**WORK ITEM:**
Set down all of the entries exactly, leaving nothing out.

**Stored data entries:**
◇ ◇ ◇ ◇ ◇

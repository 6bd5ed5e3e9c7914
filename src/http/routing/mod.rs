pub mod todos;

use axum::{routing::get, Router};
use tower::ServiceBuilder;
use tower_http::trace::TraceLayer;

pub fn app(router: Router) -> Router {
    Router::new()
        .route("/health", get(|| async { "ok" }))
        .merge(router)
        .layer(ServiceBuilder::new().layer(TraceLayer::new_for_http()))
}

◇ ◇ ◇ ◇ ◇

**ANSWER TO THE EXERCISE:**
repository 6bd5ed5e3e9c7914
filename src/http/routing/mod.rs
pub mod todos;

use axum::{routing::get, Router};
use tower::ServiceBuilder;
use tower_http::trace::TraceLayer;

pub fn app(router: Router) -> Router {
    Router::new()
        .route("/health", get(|| async { "ok" }))
        .merge(router)
        .layer(ServiceBuilder::new().layer(TraceLayer::new_for_http()))
}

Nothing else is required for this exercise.